Donaldson et al (Donaldson 2010) sought to quantify the increased risk of cardiac adverse events (CAE) associated with an exacerbation of COPD. Using self-controlled case series methodology, they identified 25,857 COPD patients and their CAEs (524 myocardial infarctions (MI) in 426 patients and 633 ischaemic strokes in 482 patients) using health care database diagnostic codes and defining an exacerbation by receipt of systemic corticosteroid course (at minimum daily dose) and/or specified antibiotics. Comparing CAE incidence during the period immediately after an exacerbation with that in stable state and adjusting for seasonality, they demonstrated increased risk for MI (RR 2.27, 95% CI 1.1 to 4.7) in the five days following exacerbation onset, if combined antibiotics and corticosteroids were required and increased risk for stroke (RR 1.26, 95% CI 1.0 to 1.6) for 49 days, for an exacerbation requiring antibiotics only [evidence level III-2].
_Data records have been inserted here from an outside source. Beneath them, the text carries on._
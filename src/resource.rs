//! Contracts for the two transactional resources a scope enlists.
//!
//! A resource is a long-lived, shareable handle (a broker connection, a
//! database pool). Calling `begin` checks out a *session*: an exclusive,
//! transactional view of that resource owned by exactly one scope. Sessions
//! are completed by value (`commit(self)` / `rollback(self)`), so a session
//! cannot be used after it has been completed. A session dropped without
//! being completed must behave as if it had been rolled back.
//!
//! Implementations in this workspace:
//! - [`InMemoryBroker`](crate::InMemoryBroker) and
//!   [`InMemoryStorage`](crate::InMemoryStorage): development and tests
//! - `dualcommit-postgres`: PostgreSQL storage
//! - `dualcommit-testing`: failure-injecting wrappers around any of the above

use std::future::Future;
use std::time::Duration;

use crate::errors::{MessagingError, StorageError};
use crate::types::{AuditEntry, Message, QueueName, Record, RecordId, Statement, Table};

/// How long a receive may wait for a message to arrive.
#[derive(Debug, Clone, Copy, PartialEq, Eq, Default)]
pub enum ReceiveWait {
    /// Return `None` at once when the queue is empty.
    #[default]
    Immediate,
    /// Wait at most this long for a message.
    Within(Duration),
}

/// A message broker able to open transacted sessions.
pub trait MessagingResource: Send + Sync {
    /// Session type handed to a scope.
    type Session: MessagingSession;

    /// Open a new transacted session.
    fn begin(&self) -> impl Future<Output = Result<Self::Session, MessagingError>> + Send;
}

/// A transacted broker session owned by one scope.
pub trait MessagingSession: Send {
    /// Take the next message from `queue`.
    ///
    /// The message is hidden from every other session until this one
    /// completes. On rollback it becomes available again.
    fn receive(
        &mut self,
        queue: &QueueName,
        wait: ReceiveWait,
    ) -> impl Future<Output = Result<Option<Message>, MessagingError>> + Send;

    /// Send `payload` to `queue`; visible to receivers only after commit.
    fn send(
        &mut self,
        queue: &QueueName,
        payload: String,
    ) -> impl Future<Output = Result<(), MessagingError>> + Send;

    /// Acknowledge everything received and publish everything sent.
    fn commit(self) -> impl Future<Output = Result<(), MessagingError>> + Send;

    /// Return every received message to its queue and discard sends.
    fn rollback(self) -> impl Future<Output = Result<(), MessagingError>> + Send;
}

/// A database able to open transactions.
pub trait StorageResource: Send + Sync {
    /// Session type handed to a scope.
    type Session: StorageSession;

    /// Open a new transaction.
    fn begin(&self) -> impl Future<Output = Result<Self::Session, StorageError>> + Send;
}

/// A database transaction owned by one scope.
pub trait StorageSession: Send {
    /// Apply `statement` inside the transaction and return the number of
    /// affected rows.
    fn execute(
        &mut self,
        statement: Statement,
    ) -> impl Future<Output = Result<u64, StorageError>> + Send;

    /// Count rows of `table` as seen by this transaction, including its own
    /// uncommitted writes.
    fn count_rows(&mut self, table: Table)
    -> impl Future<Output = Result<u64, StorageError>> + Send;

    /// Make every write of the transaction durable and visible.
    fn commit(self) -> impl Future<Output = Result<(), StorageError>> + Send;

    /// Discard every write of the transaction.
    fn rollback(self) -> impl Future<Output = Result<(), StorageError>> + Send;
}

/// Read access to committed storage state, for assertions and monitoring.
pub trait StorageInspector: Send + Sync {
    /// Count committed rows of `table`.
    fn count_rows(&self, table: Table) -> impl Future<Output = Result<u64, StorageError>> + Send;

    /// Look up a committed record by id.
    fn find_record(
        &self,
        id: RecordId,
    ) -> impl Future<Output = Result<Option<Record>, StorageError>> + Send;

    /// All committed records ordered by id.
    fn records(&self) -> impl Future<Output = Result<Vec<Record>, StorageError>> + Send;

    /// All committed audit entries in insertion order.
    fn audits(&self) -> impl Future<Output = Result<Vec<AuditEntry>, StorageError>> + Send;
}
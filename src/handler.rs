//! The trigger handler: one record per received message.

use std::time::Duration;

use tokio::sync::watch;
use tracing::{debug, info};

use crate::config::TriggerConfig;
use crate::coordinator::{TransactionCoordinator, TransactionScope};
use crate::errors::{TransactionResult, TriggerError};
use crate::resource::{MessagingResource, MessagingSession, StorageResource, StorageSession};
use crate::types::{Message, QueueName, Record, RecordId, RecordName, Statement};

/// Chooses the primary key of the record built from a message.
///
/// Ids must be reproducible for a replayed message so the storage resource
/// can reject the duplicate. Closures of the form
/// `Fn(&Message, usize) -> RecordId` implement this trait.
pub trait AssignId: Send + Sync {
    /// Id for `message`, the `position`-th message of the current pass.
    fn assign(&self, message: &Message, position: usize) -> RecordId;
}

impl<F> AssignId for F
where
    F: Fn(&Message, usize) -> RecordId + Send + Sync,
{
    fn assign(&self, message: &Message, position: usize) -> RecordId {
        self(message, position)
    }
}

/// Numbers records `first`, `first + 1`, ... within each handling pass.
#[derive(Debug, Clone, Copy, PartialEq, Eq)]
pub struct Sequential {
    /// Id of the first record of a pass.
    pub first: RecordId,
}

impl Sequential {
    /// Sequence starting at `first`.
    pub const fn starting_at(first: RecordId) -> Self {
        Self { first }
    }
}

impl Default for Sequential {
    fn default() -> Self {
        Self::starting_at(RecordId::new(0))
    }
}

impl AssignId for Sequential {
    fn assign(&self, _message: &Message, position: usize) -> RecordId {
        let offset = i64::try_from(position).unwrap_or(i64::MAX);
        RecordId::new(self.first.into_inner().saturating_add(offset))
    }
}

/// Drains a queue inside a transaction scope and writes one record per
/// message.
///
/// The handler also keeps a count of records whose scope committed, which
/// tests and monitors can await through [`wait_for_processed`].
///
/// [`wait_for_processed`]: TriggerHandler::wait_for_processed
pub struct TriggerHandler<A = Sequential> {
    queue: QueueName,
    ids: A,
    processed: watch::Sender<usize>,
}

impl TriggerHandler<Sequential> {
    /// Handler for `queue` numbering records from 0.
    pub fn new(queue: QueueName) -> Self {
        Self::with_ids(queue, Sequential::default())
    }

    /// Handler built from configuration.
    pub fn from_config(config: &TriggerConfig) -> Self {
        Self::with_ids(config.queue.clone(), Sequential::starting_at(config.first_id))
    }
}

impl<A: AssignId> TriggerHandler<A> {
    /// Handler for `queue` using a custom id strategy.
    pub fn with_ids(queue: QueueName, ids: A) -> Self {
        let (processed, _) = watch::channel(0);
        Self {
            queue,
            ids,
            processed,
        }
    }

    /// The queue this handler drains.
    pub const fn queue(&self) -> &QueueName {
        &self.queue
    }

    /// Drain the queue through `scope` and write one record per message.
    ///
    /// Stops at the first empty receive and never waits for more messages.
    /// Records are written in receive order. Returns how many were written.
    ///
    /// # Errors
    ///
    /// Any receive or write failure, or a payload that is not a valid
    /// [`RecordName`], aborts the pass. Records already written in the pass
    /// stay in the scope; the caller decides whether to roll back.
    pub async fn handle<M, S>(&self, scope: &mut TransactionScope<M, S>) -> Result<usize, TriggerError>
    where
        M: MessagingSession,
        S: StorageSession,
    {
        let mut written = 0;

        while let Some(message) = scope.try_receive(&self.queue).await? {
            let name = RecordName::try_new(message.payload.clone()).map_err(|error| {
                TriggerError::InvalidPayload {
                    message: message.id,
                    reason: error.to_string(),
                }
            })?;
            let id = self.ids.assign(&message, written);

            debug!(
                record = %id,
                message = %message.id,
                redelivery = message.is_redelivery(),
                "writing record"
            );
            let _ = scope
                .execute(Statement::InsertRecord(Record::new(id, name)))
                .await?;
            written += 1;
        }

        Ok(written)
    }

    /// Run [`handle`](Self::handle) in a new scope of `coordinator` and
    /// publish the written count once storage has committed.
    ///
    /// The count is also published when messaging fails after storage
    /// committed, since those records are durable.
    pub async fn run_trigger<M, S>(
        &self,
        coordinator: &TransactionCoordinator<M, S>,
    ) -> TransactionResult<usize, TriggerError>
    where
        M: MessagingResource,
        S: StorageResource,
    {
        let mut written = 0;

        let result = coordinator
            .run_in_transaction(async |scope| {
                let count = self.handle(scope).await?;
                written = count;
                Ok::<_, TriggerError>(count)
            })
            .await;

        match &result {
            Ok(count) => self.publish(*count),
            Err(error) if error.violates_atomicity() => self.publish(written),
            Err(_) => {}
        }
        result
    }

    fn publish(&self, count: usize) {
        if count == 0 {
            return;
        }
        self.processed.send_modify(|processed| *processed += count);
        info!(count, total = self.processed(), "records committed");
    }

    /// Records written by committed scopes since creation or the last reset.
    pub fn processed(&self) -> usize {
        *self.processed.borrow()
    }

    /// Set the processed count back to zero.
    pub fn reset_processed(&self) {
        let _ = self.processed.send_replace(0);
    }

    /// A receiver that observes every change of the processed count.
    pub fn subscribe(&self) -> watch::Receiver<usize> {
        self.processed.subscribe()
    }

    /// Wait until at least `target` records have been processed.
    ///
    /// Returns `false` if `timeout` elapses first.
    pub async fn wait_for_processed(&self, target: usize, timeout: Duration) -> bool {
        let mut processed = self.processed.subscribe();
        tokio::time::timeout(timeout, processed.wait_for(|count| *count >= target))
            .await
            .is_ok_and(|changed| changed.is_ok())
    }
}
//! Configuration for the trigger handler.
//!
//! ```json
//! { "queue": "orders", "first_id": 100 }
//! ```

use serde::{Deserialize, Serialize};
use thiserror::Error;

use crate::types::{QueueName, QueueNameError, RecordId};

/// Errors raised while loading configuration.
#[derive(Debug, Error)]
pub enum ConfigError {
    /// The document is not valid JSON or does not match the expected shape.
    #[error("invalid configuration document: {0}")]
    Malformed(#[from] serde_json::Error),

    /// The queue name failed validation.
    #[error("invalid queue name: {0}")]
    InvalidQueue(#[from] QueueNameError),
}

/// Where the trigger handler reads from and how it numbers records.
#[derive(Debug, Clone, PartialEq, Eq, Serialize, Deserialize)]
#[serde(deny_unknown_fields)]
pub struct TriggerConfig {
    /// Queue drained by the handler.
    pub queue: QueueName,
    /// Id given to the first record of every handling pass (default: 0)
    #[serde(default = "default_first_id")]
    pub first_id: RecordId,
}

fn default_first_id() -> RecordId {
    RecordId::new(0)
}

impl TriggerConfig {
    /// Configuration for `queue` with ids starting at 0.
    pub fn new(queue: impl Into<String>) -> Result<Self, ConfigError> {
        Ok(Self {
            queue: QueueName::try_new(queue)?,
            first_id: default_first_id(),
        })
    }

    /// Start record ids at `first_id`.
    #[must_use]
    pub fn with_first_id(mut self, first_id: RecordId) -> Self {
        self.first_id = first_id;
        self
    }

    /// Parse and validate a JSON document.
    pub fn from_json(document: &str) -> Result<Self, ConfigError> {
        Ok(serde_json::from_str(document)?)
    }
}
use std::collections::BTreeMap;
use std::sync::{Arc, Mutex, MutexGuard, PoisonError};

use crate::errors::StorageError;
use crate::resource::{StorageInspector, StorageResource, StorageSession};
use crate::types::{AuditEntry, Record, RecordId, Statement, Table};

#[derive(Debug, Clone, Default)]
struct Tables {
    records: BTreeMap<RecordId, Record>,
    audits: Vec<AuditEntry>,
}

impl Tables {
    fn apply(&mut self, statement: &Statement) -> Result<u64, StorageError> {
        match statement {
            Statement::InsertRecord(record) => {
                if self.records.contains_key(&record.id) {
                    return Err(StorageError::DuplicateKey {
                        table: Table::Records,
                        id: record.id,
                    });
                }
                let _ = self.records.insert(record.id, record.clone());
                Ok(1)
            }
            Statement::InsertAudit(entry) => {
                self.audits.push(entry.clone());
                Ok(1)
            }
            Statement::DeleteAll(table) => {
                let deleted = self.count(*table);
                match table {
                    Table::Records => self.records.clear(),
                    Table::Audits => self.audits.clear(),
                }
                Ok(deleted)
            }
        }
    }

    fn count(&self, table: Table) -> u64 {
        match table {
            Table::Records => self.records.len() as u64,
            Table::Audits => self.audits.len() as u64,
        }
    }
}

/// In-memory relational store for development and testing.
///
/// Each session works on a private snapshot taken at `begin`, so its writes
/// are invisible to everyone else until commit. Commit replays the session's
/// statements against the latest committed state and swaps it in atomically;
/// if a replayed statement no longer applies (another session committed the
/// same key first) the commit fails and nothing is written.
///
/// Clones share the same tables.
#[derive(Clone, Default)]
pub struct InMemoryStorage {
    committed: Arc<Mutex<Tables>>,
}

impl InMemoryStorage {
    /// Create an empty store.
    pub fn new() -> Self {
        Self::default()
    }

    fn read(&self) -> MutexGuard<'_, Tables> {
        self.committed.lock().unwrap_or_else(PoisonError::into_inner)
    }
}

impl StorageResource for InMemoryStorage {
    type Session = InMemoryStorageSession;

    async fn begin(&self) -> Result<Self::Session, StorageError> {
        let snapshot = self
            .committed
            .lock()
            .map_err(|_| StorageError::Unavailable("storage lock poisoned".to_string()))?
            .clone();

        Ok(InMemoryStorageSession {
            committed: Arc::clone(&self.committed),
            snapshot,
            log: Vec::new(),
        })
    }
}

impl StorageInspector for InMemoryStorage {
    async fn count_rows(&self, table: Table) -> Result<u64, StorageError> {
        Ok(self.read().count(table))
    }

    async fn find_record(&self, id: RecordId) -> Result<Option<Record>, StorageError> {
        Ok(self.read().records.get(&id).cloned())
    }

    async fn records(&self) -> Result<Vec<Record>, StorageError> {
        Ok(self.read().records.values().cloned().collect())
    }

    async fn audits(&self) -> Result<Vec<AuditEntry>, StorageError> {
        Ok(self.read().audits.clone())
    }
}

/// A transaction on an [`InMemoryStorage`].
///
/// Dropping the session without committing discards its writes.
pub struct InMemoryStorageSession {
    committed: Arc<Mutex<Tables>>,
    snapshot: Tables,
    log: Vec<Statement>,
}

impl StorageSession for InMemoryStorageSession {
    async fn execute(&mut self, statement: Statement) -> Result<u64, StorageError> {
        let affected = self.snapshot.apply(&statement)?;
        self.log.push(statement);
        Ok(affected)
    }

    async fn count_rows(&mut self, table: Table) -> Result<u64, StorageError> {
        Ok(self.snapshot.count(table))
    }

    async fn commit(self) -> Result<(), StorageError> {
        let mut committed = self
            .committed
            .lock()
            .map_err(|_| StorageError::Unavailable("storage lock poisoned".to_string()))?;

        let mut next = committed.clone();
        for statement in &self.log {
            let _ = next
                .apply(statement)
                .map_err(|error| StorageError::CommitFailed(error.to_string()))?;
        }
        *committed = next;
        Ok(())
    }

    async fn rollback(self) -> Result<(), StorageError> {
        Ok(())
    }
}

#[cfg(test)]
mod tests {
    use super::*;
    use crate::types::{AuditOperation, RecordName, Timestamp};

    fn record(id: i64, name: &str) -> Record {
        Record::new(RecordId::new(id), RecordName::try_new(name).unwrap())
    }

    #[tokio::test]
    async fn writes_are_invisible_until_commit() {
        let storage = InMemoryStorage::new();
        let mut session = storage.begin().await.unwrap();

        let affected = session
            .execute(Statement::InsertRecord(record(0, "foo")))
            .await
            .unwrap();

        assert_eq!(affected, 1);
        assert_eq!(session.count_rows(Table::Records).await.unwrap(), 1);
        assert_eq!(storage.count_rows(Table::Records).await.unwrap(), 0);

        session.commit().await.unwrap();
        assert_eq!(storage.count_rows(Table::Records).await.unwrap(), 1);
    }

    #[tokio::test]
    async fn rollback_discards_writes() {
        let storage = InMemoryStorage::new();
        let mut session = storage.begin().await.unwrap();
        let _ = session
            .execute(Statement::InsertRecord(record(0, "foo")))
            .await
            .unwrap();

        session.rollback().await.unwrap();

        assert_eq!(storage.count_rows(Table::Records).await.unwrap(), 0);
    }

    #[tokio::test]
    async fn dropped_session_discards_writes() {
        let storage = InMemoryStorage::new();
        {
            let mut session = storage.begin().await.unwrap();
            let _ = session
                .execute(Statement::InsertRecord(record(0, "foo")))
                .await
                .unwrap();
        }

        assert!(storage.records().await.unwrap().is_empty());
    }

    #[tokio::test]
    async fn duplicate_id_is_rejected_at_execute() {
        let storage = InMemoryStorage::new();
        let mut session = storage.begin().await.unwrap();
        let _ = session
            .execute(Statement::InsertRecord(record(0, "foo")))
            .await
            .unwrap();
        session.commit().await.unwrap();

        let mut replay = storage.begin().await.unwrap();
        let result = replay
            .execute(Statement::InsertRecord(record(0, "foo")))
            .await;

        assert_eq!(
            result,
            Err(StorageError::DuplicateKey {
                table: Table::Records,
                id: RecordId::new(0),
            })
        );
    }

    #[tokio::test]
    async fn conflicting_concurrent_commit_fails_without_partial_writes() {
        let storage = InMemoryStorage::new();
        let mut first = storage.begin().await.unwrap();
        let mut second = storage.begin().await.unwrap();

        let _ = first
            .execute(Statement::InsertRecord(record(1, "first")))
            .await
            .unwrap();
        let _ = second
            .execute(Statement::InsertRecord(record(2, "second")))
            .await
            .unwrap();
        let _ = second
            .execute(Statement::InsertRecord(record(1, "clash")))
            .await
            .unwrap();

        first.commit().await.unwrap();
        let result = second.commit().await;

        assert!(matches!(result, Err(StorageError::CommitFailed(_))));
        let names: Vec<String> = storage
            .records()
            .await
            .unwrap()
            .into_iter()
            .map(|r| r.name.to_string())
            .collect();
        assert_eq!(names, vec!["first"]);
    }

    #[tokio::test]
    async fn delete_all_reports_deleted_rows() {
        let storage = InMemoryStorage::new();
        let mut session = storage.begin().await.unwrap();
        for id in 0..3 {
            let _ = session
                .execute(Statement::InsertRecord(record(id, "row")))
                .await
                .unwrap();
        }
        session.commit().await.unwrap();

        let mut session = storage.begin().await.unwrap();
        let deleted = session
            .execute(Statement::DeleteAll(Table::Records))
            .await
            .unwrap();
        session.commit().await.unwrap();

        assert_eq!(deleted, 3);
        assert_eq!(storage.count_rows(Table::Records).await.unwrap(), 0);
    }

    #[tokio::test]
    async fn records_are_listed_by_id() {
        let storage = InMemoryStorage::new();
        let mut session = storage.begin().await.unwrap();
        let _ = session
            .execute(Statement::InsertRecord(record(5, "five")))
            .await
            .unwrap();
        let _ = session
            .execute(Statement::InsertRecord(record(2, "two")))
            .await
            .unwrap();
        session.commit().await.unwrap();

        let ids: Vec<i64> = storage
            .records()
            .await
            .unwrap()
            .into_iter()
            .map(|r| r.id.into_inner())
            .collect();
        assert_eq!(ids, vec![2, 5]);
        assert!(storage.find_record(RecordId::new(5)).await.unwrap().is_some());
        assert!(storage.find_record(RecordId::new(3)).await.unwrap().is_none());
    }

    #[tokio::test]
    async fn audits_keep_insertion_order() {
        let storage = InMemoryStorage::new();
        let mut session = storage.begin().await.unwrap();
        for name in ["a", "b"] {
            let entry = AuditEntry {
                id: RecordId::new(1),
                operation: AuditOperation::try_new("INSERT").unwrap(),
                name: name.to_string(),
                audited_at: Timestamp::now(),
            };
            let _ = session.execute(Statement::InsertAudit(entry)).await.unwrap();
        }
        session.commit().await.unwrap();

        let names: Vec<String> = storage
            .audits()
            .await
            .unwrap()
            .into_iter()
            .map(|a| a.name)
            .collect();
        assert_eq!(names, vec!["a", "b"]);
    }
}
Two studies attempted to evaluate the extra morbidity burden conferred by heart disease in COPD [evidence level III-2]. De Miguel Diez (de Miguel-Diez 2010) recruited patients meeting diagnostic criteria for stable COPD from the Spanish primary health care setting and assessed chronic morbidity and health resource utilisation according to the presence of ICD-9 codes for heart disease. Of 9,390 COPD patients, 18.8% had documented heart disease. Compared to patients without heart disease this group had worse lung function, worse quality of life (QoL), required more respiratory medications, consumed more health resources and generated greater expenses differences which were all statistically significant. The authors identified admission duration as a major contributor to increased costs in these patients [evidence level III-2]. In the study by Patel’s group (Patel 2012), data from the London Cohort (1995 – 2009), comprising prospectively collected exacerbation data via symptom diaries from 386 patients with COPD (as defined by spirometry) and at least 12 months’ diary data. Health status assessment occurred whilst in stable phase and comparison was made regarding frequency and duration of an exacerbation of COPD between patients with and without ischaemic heart disease (IHD). The 16% of the cohort with IHD scored worse on QOL assessment (St George Respiratory questionnaire (SGRQ)), MRC dyspnoea scale and 6-minute walk distance. There was no difference in frequency of respiratory exacerbations or the need for antibiotics and systemic corticosteroid therapy. However, patients with IHD recovered more slowly and so endured more days with increased levels of symptoms. The patients did not differ in COPD treatments received, but the authors provided no information on treatments received for IHD [evidence III–2].

Conversely, two studies have looked at the impact of COPD on outcomes after first MI (Bursi 2010, Andell 2014) [evidence level III–2]. Prevalence of clinically diagnosed COPD in these studies was 12% and 6%, respectively. In Bursi’s American cohort, COPD prevalence increased significantly over time, and was associated with increased mortality (adjusted HR 1.3, 95% CI 1.1 to 1.54), independent of age, traditional indicators of poor prognosis and comorbidities. Likewise, Andell’s group reported worse outcomes for COPD patients in their Swedish cohort: one year mortality 1.14 (1.07 to 1.21), and development of heart failure 1.35 (1.24 to 1.47). Bursi’s group found that the association of COPD with survival remained unchanged over time, despite an overall decline in mortality after MI (seen with improvements in medical care). The difference in clinical presentation and therapeutic interventions received reported by Andell’s group, may partially explain the discrepant outcomes seen in COPD patients (COPD patients were more likely to present with atypical symptoms, less likely to undergo percutaneous revascularisation procedures or to receive secondary prevention medications).